Certaines des protéines de pointe produites par la cellule forment des pointes qui migrent vers sa surface et dépassent de leurs extrémités. Les cellules vaccinées décomposent également certaines des protéines en fragments, qu’elles présentent à leur surface. Ces pointes saillantes et fragments de protéines de pointe sont alors détectables par le système immunitaire. L’adénovirus provoque également le système immunitaire en activant les systèmes d’alarme de la cellule.

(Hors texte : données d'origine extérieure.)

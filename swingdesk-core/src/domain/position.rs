//! Open position and its protection level.
//!
//! Positions are owned by the persistence collaborator. Inside the engine the
//! only mutation path is `stops::StopLedger`, which enforces that
//! `current_stop` never decreases and `protection_level` never regresses.

use chrono::NaiveDate;
use serde::{Deserialize, Serialize};
use std::fmt;

use super::tags::Sleeve;

/// Rung of the protection ladder. Ordering follows the ladder.
#[derive(
    Debug, Clone, Copy, PartialEq, Eq, Hash, PartialOrd, Ord, Serialize, Deserialize, Default,
)]
pub enum ProtectionLevel {
    #[default]
    #[serde(rename = "INITIAL")]
    Initial,
    #[serde(rename = "BREAKEVEN")]
    Breakeven,
    #[serde(rename = "LOCK_08R")]
    Lock08R,
    #[serde(rename = "LOCK_1R_TRAIL")]
    Lock1RTrail,
}

impl ProtectionLevel {
    pub fn as_str(self) -> &'static str {
        match self {
            ProtectionLevel::Initial => "INITIAL",
            ProtectionLevel::Breakeven => "BREAKEVEN",
            ProtectionLevel::Lock08R => "LOCK_08R",
            ProtectionLevel::Lock1RTrail => "LOCK_1R_TRAIL",
        }
    }
}

impl fmt::Display for ProtectionLevel {
    fn fmt(&self, f: &mut fmt::Formatter<'_>) -> fmt::Result {
        f.write_str(self.as_str())
    }
}

impl std::str::FromStr for ProtectionLevel {
    type Err = String;

    fn from_str(s: &str) -> Result<Self, Self::Err> {
        match s.trim().to_ascii_uppercase().as_str() {
            "INITIAL" | "" => Ok(ProtectionLevel::Initial),
            "BREAKEVEN" => Ok(ProtectionLevel::Breakeven),
            "LOCK_08R" => Ok(ProtectionLevel::Lock08R),
            "LOCK_1R_TRAIL" => Ok(ProtectionLevel::Lock1RTrail),
            other => Err(format!("unknown protection level '{other}'")),
        }
    }
}

/// A held long position.
#[derive(Debug, Clone, PartialEq, Serialize, Deserialize)]
pub struct OpenPosition {
    pub symbol: String,
    pub entry_date: NaiveDate,
    pub entry_price: f64,
    pub shares: f64,
    /// Risk per share at entry (entry − initial stop). Frozen for the life of the position.
    pub initial_risk: f64,
    pub current_stop: f64,
    #[serde(default)]
    pub protection_level: ProtectionLevel,
    /// Latest observed price. Falls back to entry price when unknown.
    #[serde(default)]
    pub last_price: Option<f64>,
    #[serde(default)]
    pub highest_close: Option<f64>,
    /// High-water mark of the trailing-ATR stop.
    #[serde(default)]
    pub trailing_stop: Option<f64>,
    #[serde(default)]
    pub adds_taken: u32,
    #[serde(default)]
    pub sleeve: Sleeve,
    #[serde(default)]
    pub cluster: Option<String>,
    #[serde(default)]
    pub sector: Option<String>,
    #[serde(default)]
    pub fx_rate: Option<f64>,
}

impl OpenPosition {
    pub fn new(
        symbol: impl Into<String>,
        entry_date: NaiveDate,
        entry_price: f64,
        shares: f64,
        initial_stop: f64,
    ) -> Self {
        Self {
            symbol: symbol.into(),
            entry_date,
            entry_price,
            shares,
            initial_risk: entry_price - initial_stop,
            current_stop: initial_stop,
            protection_level: ProtectionLevel::Initial,
            last_price: None,
            highest_close: None,
            trailing_stop: None,
            adds_taken: 0,
            sleeve: Sleeve::default(),
            cluster: None,
            sector: None,
            fx_rate: None,
        }
    }

    pub fn mark_price(&self) -> f64 {
        match self.last_price {
            Some(p) if p.is_finite() && p > 0.0 => p,
            _ => self.entry_price,
        }
    }

    pub fn fx(&self) -> f64 {
        match self.fx_rate {
            Some(fx) if fx.is_finite() && fx > 0.0 => fx,
            _ => 1.0,
        }
    }

    /// Market value in account currency.
    pub fn market_value(&self) -> f64 {
        self.shares * self.mark_price() * self.fx()
    }

    /// Cash at risk if the stop is hit from the current mark, in account
    /// currency. A stop at or above the mark contributes zero.
    pub fn open_risk(&self) -> f64 {
        ((self.mark_price() - self.current_stop).max(0.0)) * self.shares * self.fx()
    }

    /// Profit as a multiple of initial risk at `price`.
    pub fn r_multiple(&self, price: f64) -> f64 {
        if self.initial_risk > 0.0 {
            (price - self.entry_price) / self.initial_risk
        } else {
            0.0
        }
    }
}
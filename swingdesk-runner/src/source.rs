//! Snapshot sources: the market-data collaborator seen from the runner.
//!
//! A source turns a universe member into an `InstrumentSnapshot`. Failures
//! are returned, never retried; the collector substitutes the documented
//! default.

use std::collections::HashMap;
use thiserror::Error;

use swingdesk_core::domain::{Bar, InstrumentSnapshot, UniverseMember};
use swingdesk_core::technicals::{build_snapshot, TechnicalsConfig};

#[derive(Debug, Clone, PartialEq, Error)]
pub enum SourceError {
    #[error("no data for '{symbol}'")]
    NotFound { symbol: String },

    #[error("source unavailable for '{symbol}': {reason}")]
    Unavailable { symbol: String, reason: String },
}

/// Market-data collaborator. Implementations must be safe to call from
/// several threads at once.
pub trait SnapshotSource: Send + Sync {
    /// Short identifier used in logs and data-quality flags.
    fn name(&self) -> &str;

    fn fetch(&self, member: &UniverseMember) -> Result<InstrumentSnapshot, SourceError>;

    /// Whether the source can serve requests at all.
    fn is_available(&self) -> bool {
        true
    }
}

impl<S: SnapshotSource + ?Sized> SnapshotSource for &S {
    fn name(&self) -> &str {
        (**self).name()
    }

    fn fetch(&self, member: &UniverseMember) -> Result<InstrumentSnapshot, SourceError> {
        (**self).fetch(member)
    }

    fn is_available(&self) -> bool {
        (**self).is_available()
    }
}

impl<S: SnapshotSource + ?Sized> SnapshotSource for Box<S> {
    fn name(&self) -> &str {
        (**self).name()
    }

    fn fetch(&self, member: &UniverseMember) -> Result<InstrumentSnapshot, SourceError> {
        (**self).fetch(member)
    }

    fn is_available(&self) -> bool {
        (**self).is_available()
    }
}

/// Pre-computed snapshots keyed by symbol.
#[derive(Debug, Clone, Default)]
pub struct StaticSource {
    snapshots: HashMap<String, InstrumentSnapshot>,
}

impl StaticSource {
    pub fn new(snapshots: impl IntoIterator<Item = InstrumentSnapshot>) -> Self {
        Self {
            snapshots: snapshots
                .into_iter()
                .map(|s| (s.symbol.clone(), s))
                .collect(),
        }
    }

    pub fn len(&self) -> usize {
        self.snapshots.len()
    }

    pub fn is_empty(&self) -> bool {
        self.snapshots.is_empty()
    }
}

impl SnapshotSource for StaticSource {
    fn name(&self) -> &str {
        "static"
    }

    fn fetch(&self, member: &UniverseMember) -> Result<InstrumentSnapshot, SourceError> {
        self.snapshots
            .get(&member.symbol)
            .cloned()
            .ok_or_else(|| SourceError::NotFound {
                symbol: member.symbol.clone(),
            })
    }
}

/// Daily bar history per symbol; snapshots are computed on fetch.
#[derive(Debug, Clone)]
pub struct BarHistorySource {
    bars: HashMap<String, Vec<Bar>>,
    benchmark: Option<String>,
    config: TechnicalsConfig,
}

impl BarHistorySource {
    pub fn new(bars: HashMap<String, Vec<Bar>>, config: TechnicalsConfig) -> Self {
        Self {
            bars,
            benchmark: None,
            config,
        }
    }

    /// Benchmark symbol used for relative strength.
    pub fn with_benchmark(mut self, symbol: impl Into<String>) -> Self {
        self.benchmark = Some(symbol.into());
        self
    }

    pub fn bars(&self, symbol: &str) -> Option<&[Bar]> {
        self.bars.get(symbol).map(Vec::as_slice)
    }

    pub fn symbols(&self) -> impl Iterator<Item = &str> {
        self.bars.keys().map(String::as_str)
    }
}

impl SnapshotSource for BarHistorySource {
    fn name(&self) -> &str {
        "bars"
    }

    fn fetch(&self, member: &UniverseMember) -> Result<InstrumentSnapshot, SourceError> {
        let bars = self.bars(&member.symbol).ok_or_else(|| SourceError::NotFound {
            symbol: member.symbol.clone(),
        })?;
        let benchmark = self.benchmark.as_deref().and_then(|b| self.bars(b));
        Ok(build_snapshot(member, bars, benchmark, &self.config))
    }
}
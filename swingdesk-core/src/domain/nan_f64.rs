//! Serde adapter for `f64` fields that use `NaN` as "missing".
//!
//! JSON has no NaN: missing values are written as `null` and `null` (or an
//! absent field) reads back as `NaN`.

use serde::{Deserialize, Deserializer, Serializer};

pub fn serialize<S: Serializer>(value: &f64, serializer: S) -> Result<S::Ok, S::Error> {
    if value.is_finite() {
        serializer.serialize_f64(*value)
    } else {
        serializer.serialize_none()
    }
}

pub fn deserialize<'de, D: Deserializer<'de>>(deserializer: D) -> Result<f64, D::Error> {
    Ok(Option::<f64>::deserialize(deserializer)?.unwrap_or(f64::NAN))
}
//! Domain types shared by every component.

pub mod account;
pub mod bar;
pub mod nan_f64;
pub mod position;
pub mod snapshot;
pub mod tags;

pub use account::{Account, ExitKind, ExitRecord, RiskProfile};
pub use bar::Bar;
pub use position::{OpenPosition, ProtectionLevel};
pub use snapshot::{DataIssue, InstrumentSnapshot, UniverseMember};
pub use tags::{MarketRegime, Sleeve, VolRegime};
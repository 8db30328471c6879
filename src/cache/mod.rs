//! Per-device attribute-state cache.
//!
//! Holds the latest decoded TLV for every attribute on subscribed paths,
//! plus the set of server clusters discovered per endpoint. Mutated only by
//! the subscription's delivery path; read from any context through short
//! lock-held critical sections (§5: "reads may be concurrent via cheap
//! copies").

use std::collections::{HashMap, HashSet};
use std::sync::Arc;

use parking_lot::RwLock;

use crate::tlv;
use crate::transport::AttributePath;

/// The Matter `FeatureMap` global attribute ID, present on every cluster.
pub const FEATURE_MAP_ATTRIBUTE_ID: u32 = 0xFFFC;

/// Single-callback hook driven on every attribute update. Exactly one
/// callback may be registered at a time — installed by `MatterDevice`,
/// removed on teardown before the device drops its cache reference (§9:
/// "the device de-registers its callback before dropping its reference").
pub trait CacheCallback: Send + Sync {
    fn on_attribute_changed(&self, path: AttributePath, tlv: &[u8]);
}

#[derive(Default)]
struct CacheInner {
    attributes: HashMap<AttributePath, Vec<u8>>,
    endpoint_clusters: HashMap<u16, HashSet<u32>>,
}

/// Ref-counted because both the owning `MatterDevice` and its
/// `SubscribeInteraction` can briefly outlive each other during teardown.
#[derive(Clone, Default)]
pub struct DeviceDataCache {
    inner: Arc<RwLock<CacheInner>>,
    callback: Arc<RwLock<Option<Arc<dyn CacheCallback>>>>,
}

impl DeviceDataCache {
    pub fn new() -> Self {
        Self::default()
    }

    pub fn register_callback(&self, callback: Arc<dyn CacheCallback>) {
        *self.callback.write() = Some(callback);
    }

    pub fn unregister_callback(&self) {
        *self.callback.write() = None;
    }

    /// Store a freshly received attribute report and fan it out to the
    /// registered callback, if any. Called only from the subscription's
    /// single delivery path, so per-device update ordering is preserved.
    pub fn set_attribute(&self, path: AttributePath, tlv: Vec<u8>) {
        {
            let mut inner = self.inner.write();
            inner
                .endpoint_clusters
                .entry(path.endpoint_id)
                .or_default()
                .insert(path.cluster_id);
            inner.attributes.insert(path, tlv.clone());
        }
        if let Some(cb) = self.callback.read().as_ref() {
            cb.on_attribute_changed(path, &tlv);
        }
    }

    pub fn get_attribute(&self, path: AttributePath) -> Option<Vec<u8>> {
        self.inner.read().attributes.get(&path).cloned()
    }

    /// The set of endpoints that have reported at least one attribute.
    pub fn endpoints(&self) -> Vec<u16> {
        self.inner.read().endpoint_clusters.keys().copied().collect()
    }

    /// Server clusters observed on an endpoint, from inbound reports.
    pub fn clusters_on(&self, endpoint_id: u16) -> HashSet<u32> {
        self.inner
            .read()
            .endpoint_clusters
            .get(&endpoint_id)
            .cloned()
            .unwrap_or_default()
    }

    /// Endpoints hosting a given cluster, used to auto-resolve the endpoint
    /// for a script-produced write/invoke descriptor that didn't pin one.
    pub fn endpoints_hosting(&self, cluster_id: u32) -> Vec<u16> {
        self.inner
            .read()
            .endpoint_clusters
            .iter()
            .filter(|(_, clusters)| clusters.contains(&cluster_id))
            .map(|(ep, _)| *ep)
            .collect()
    }

    /// Cached `FeatureMap` for `(endpoint, cluster)`, if present.
    pub fn feature_map(&self, endpoint_id: u16, cluster_id: u32) -> Option<u32> {
        let path = AttributePath {
            endpoint_id,
            cluster_id,
            attribute_id: FEATURE_MAP_ATTRIBUTE_ID,
        };
        let tlv = self.get_attribute(path)?;
        tlv::decode("uint32", &tlv).ok()?.as_u64().map(|v| v as u32)
    }

    pub fn set_feature_map(&self, endpoint_id: u16, cluster_id: u32, feature_map: u32) {
        let path = AttributePath {
            endpoint_id,
            cluster_id,
            attribute_id: FEATURE_MAP_ATTRIBUTE_ID,
        };
        let mut buf = Vec::new();
        let _ = tlv::encode(&mut buf, tlv::Tag::Anonymous, "uint32", &serde_json::json!(feature_map));
        self.inner.write().attributes.insert(path, buf);
    }
}

#[cfg(test)]
mod tests {
    use super::*;

    struct RecordingCallback {
        calls: parking_lot::Mutex<Vec<AttributePath>>,
    }

    impl CacheCallback for RecordingCallback {
        fn on_attribute_changed(&self, path: AttributePath, _tlv: &[u8]) {
            self.calls.lock().push(path);
        }
    }

    #[test]
    fn set_attribute_notifies_registered_callback_exactly_once() {
        let cache = DeviceDataCache::new();
        let cb = Arc::new(RecordingCallback {
            calls: parking_lot::Mutex::new(Vec::new()),
        });
        cache.register_callback(cb.clone());

        let path = AttributePath {
            endpoint_id: 1,
            cluster_id: 0x0006,
            attribute_id: 0x0000,
        };
        cache.set_attribute(path, vec![0x09]);
        assert_eq!(cb.calls.lock().len(), 1);
        assert_eq!(cache.get_attribute(path), Some(vec![0x09]));
    }

    #[test]
    fn endpoints_hosting_finds_cluster() {
        let cache = DeviceDataCache::new();
        let path = AttributePath {
            endpoint_id: 2,
            cluster_id: 0x0008,
            attribute_id: 0x0000,
        };
        cache.set_attribute(path, vec![0x04, 0x32]);
        assert_eq!(cache.endpoints_hosting(0x0008), vec![2]);
        assert!(cache.endpoints_hosting(0x1234).is_empty());
    }

    #[test]
    fn feature_map_round_trips() {
        let cache = DeviceDataCache::new();
        cache.set_feature_map(1, 0x0006, 0b101);
        assert_eq!(cache.feature_map(1, 0x0006), Some(0b101));
    }
}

Marquer le virus pour le détruire et empêcher l’infection

La cellule envoie des signaux d’avertissement pour activer les cellules immunitaires à proximité. En levant cette alarme, le vaccin Oxford-AstraZeneca provoque une réaction plus forte du système immunitaire aux protéines de pointe. Lorsqu’une cellule vaccinée meurt, les débris contiennent des protéines de pointe et des fragments de protéines qui peuvent ensuite être absorbés par un type de cellule immunitaire appelé cellule présentatrice d’antigène.

La cellule présente des fragments de la protéine de pointe à sa surface. Lorsque d’autres cellules appelées cellules T auxiliaires détectent ces fragments, les cellules T auxiliaires peuvent sonner l’alarme et aider à rassembler d’autres cellules immunitaires pour combattre l’infection. D’autres cellules immunitaires, appelées cellules B, peuvent heurter les pics de coronavirus à la surface des cellules vaccinées ou des fragments de protéines de pointe flottant librement.

Quelques-unes des cellules B peuvent être capables de se verrouiller sur les protéines de pointe. Si ces cellules B s’activent ensuite par le biais des cellules T auxiliaires, elles commenceront à proliférer et à déverser des anticorps qui ciblent la protéine de pointe. Les anticorps peuvent s’accrocher aux pointes de coronavirus, marquer le virus pour le détruire et empêcher l’infection en bloquant les pointes de se fixer à d’autres cellules.

Les cellules présentatrices d’antigène peuvent également activer un autre type de cellule immunitaire appelée cellule T tueuse pour rechercher et détruire toutes les cellules infectées par un coronavirus qui affichent les fragments de protéines de pointe sur leurs surfaces.

Deux doses espacées de quatre semaines

Le vaccin Oxford-AstraZeneca nécessite deux doses, espacées de quatre semaines, pour permettre au système immunitaire de lutter contre le coronavirus. Au cours de l’essai clinique du vaccin, les chercheurs n’ont involontairement donné à certains volontaires qu’une demi-dose. Étonnamment, la combinaison de vaccins dans laquelle la première dose n’était que la moitié de la concentration était efficace à 90% pour prévenir Covid-19 dans l’essai clinique.

En revanche, la combinaison de deux injections à dose complète a conduit à une efficacité de seulement 62%. Les chercheurs pensent que la première dose plus faible a mieux imité l’expérience d’une infection, favorisant une réponse immunitaire plus forte lorsque la deuxième dose a été administrée. Il est toutefois possible que dans les mois suivant la vaccination, le nombre d’anticorps et de lymphocytes T tueurs diminue.

Mais le système immunitaire contient également des cellules spéciales appelées cellules B mémoire et cellules T mémoire qui pourraient conserver des informations sur le coronavirus pendant des années, voire des décennies.